* **Task inputs**
◆ ◆ ◆ ◆ ◆ ◆ ◆

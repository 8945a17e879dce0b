//! Component C — the reference/lock protocol.
//!
//! `refs` tracks logical graph edges (how many other cells name or contain
//! this one); `locks` tracks transient, stack-like holders. A cell is freed
//! the instant both counters reach zero. See §4.C and the invariants in §3.

use std::collections::VecDeque;

use crate::cell::CellKind;
use crate::error::{HeapError, HeapResult};
use crate::heap::Heap;
use crate::ref_::Ref;

impl Heap {
    /// `jsvLock`. Increments the lock count and returns the same ref for
    /// chaining. Saturates at `LOCK_MAX` and reports `LockSaturation`
    /// rather than silently dropping the request (§9 open question:
    /// "prefer explicit error reporting").
    pub fn lock(&mut self, r: Ref) -> HeapResult<Ref> {
        debug_assert!(!r.is_null(), "lock() is unsafe for the null ref");
        let cell = self.pool.get_mut(r);
        if cell.locks == crate::cell::LOCK_MAX {
            return Err(HeapError::LockSaturation);
        }
        cell.locks += 1;
        Ok(r)
    }

    /// `jsvLockAgain` — same as `lock` but named for the "I already hold a
    /// copy of this handle" call site.
    pub fn lock_again(&mut self, r: Ref) -> HeapResult<Ref> {
        self.lock(r)
    }

    /// `jsvUnLock`. Safe on `Ref::NULL`. Decrements the lock count; if both
    /// counters are now zero, recursively frees the cell.
    pub fn unlock(&mut self, r: Ref) {
        if r.is_null() {
            return;
        }
        let cell = self.pool.get_mut(r);
        debug_assert!(cell.locks > 0, "unlock() called more times than lock()");
        cell.locks = cell.locks.saturating_sub(1);
        if cell.locks == 0 && cell.refs == 0 {
            self.free_recursive(r);
        }
    }

    /// `jsvRef`. Increments the logical reference count.
    pub fn reff(&mut self, r: Ref) {
        if r.is_null() {
            return;
        }
        debug_assert!(
            !self.pool.get(r).kind.is_string_ext(),
            "refs is repurposed as string bytes on extension cells"
        );
        self.pool.get_mut(r).refs += 1;
    }

    /// `jsvUnRef`. Decrements the logical reference count; frees the cell
    /// if both counters are now zero.
    pub fn unref(&mut self, r: Ref) {
        if r.is_null() {
            return;
        }
        let cell = self.pool.get_mut(r);
        debug_assert!(cell.refs > 0, "unref() called more times than reff()");
        cell.refs = cell.refs.saturating_sub(1);
        if cell.refs == 0 && cell.locks == 0 {
            self.free_recursive(r);
        }
    }

    /// Recursively unref/free a cell's dependents, using an explicit work
    /// queue rather than Rust call-stack recursion so that a deep object
    /// graph (e.g. a long linked list built out of single-child objects)
    /// cannot overflow the stack on a microcontroller.
    pub(crate) fn free_recursive(&mut self, start: Ref) {
        let mut queue: VecDeque<Ref> = VecDeque::new();
        queue.push_back(start);
        while let Some(r) = queue.pop_front() {
            if r.is_null() {
                continue;
            }
            // Another reference may have appeared before we got to this
            // entry (e.g. the same cell reachable via two edges that were
            // both queued); re-check liveness before freeing it.
            let cell = self.pool.get(r);
            if cell.locks != 0 || cell.refs != 0 {
                continue;
            }
            self.unlink_and_queue(r, &mut queue);
            self.pool.free(r);
        }
    }

    /// Detach `r`'s outgoing edges (value pointer for a name, children for
    /// a composite, string-chain continuation) and push whatever they
    /// pointed to onto the teardown queue, mirroring `jsvFreePtr`.
    pub(crate) fn unlink_and_queue(&mut self, r: Ref, queue: &mut VecDeque<Ref>) {
        let kind_is_name = self.pool.get(r).kind.is_name();
        if kind_is_name {
            let value = self.pool.get(r).first_child;
            if !value.is_null() {
                self.unref_into_queue(value, queue);
            }
        }

        if self.pool.get(r).kind.has_children() {
            // Detach every child name from the parent list and queue it.
            let mut child = self.pool.get(r).first_child;
            while !child.is_null() {
                let next = self.pool.get(child).next_sibling;
                self.unref_into_queue(child, queue);
                child = next;
            }
        }

        if self.pool.get(r).kind.is_string_head() {
            let mut ext = self.pool.get(r).first_child;
            while !ext.is_null() {
                let next_ext = self.pool.get(ext).last_child;
                self.unlock_into_queue(ext, queue);
                ext = next_ext;
            }
        }

        if matches!(self.pool.get(r).kind, CellKind::NameString(_)) {
            // A name's overflow chain for a key too long to fit inline is
            // rooted at its own `last_child`, not `first_child` (which
            // already holds the value pointer) — see `spill_name_key`.
            let mut ext = self.pool.get(r).last_child;
            while !ext.is_null() {
                let next_ext = self.pool.get(ext).last_child;
                self.unlock_into_queue(ext, queue);
                ext = next_ext;
            }
        }
    }

    /// Decrement `target`'s refcount on behalf of a detached edge; queue it
    /// for teardown if that was its last reference.
    fn unref_into_queue(&mut self, target: Ref, queue: &mut VecDeque<Ref>) {
        let cell = self.pool.get_mut(target);
        debug_assert!(cell.refs > 0);
        cell.refs = cell.refs.saturating_sub(1);
        if cell.refs == 0 && cell.locks == 0 {
            queue.push_back(target);
        }
    }

    /// String-extension cells are chained via locks, not refs (mirroring
    /// the original's "refs is just extra characters" repurposing); drop
    /// the implicit lock the head/previous extension held on them.
    fn unlock_into_queue(&mut self, target: Ref, queue: &mut VecDeque<Ref>) {
        let cell = self.pool.get_mut(target);
        debug_assert!(cell.locks > 0);
        cell.locks -= 1;
        if cell.locks == 0 && cell.refs == 0 {
            queue.push_back(target);
        }
    }

}

#[cfg(test)]
pub(crate) fn is_freed(heap: &Heap, r: Ref) -> bool {
    if r.is_null() {
        return false;
    }
    matches!(heap.pool.get(r).kind, CellKind::Unused)
}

◆ ◆ ◆ ◆ ◆ ◆ ◆

* **Problem statement**
Each line of the material above that includes the word "extension" counts once; give the total number alone.

* **Exercise answer**
3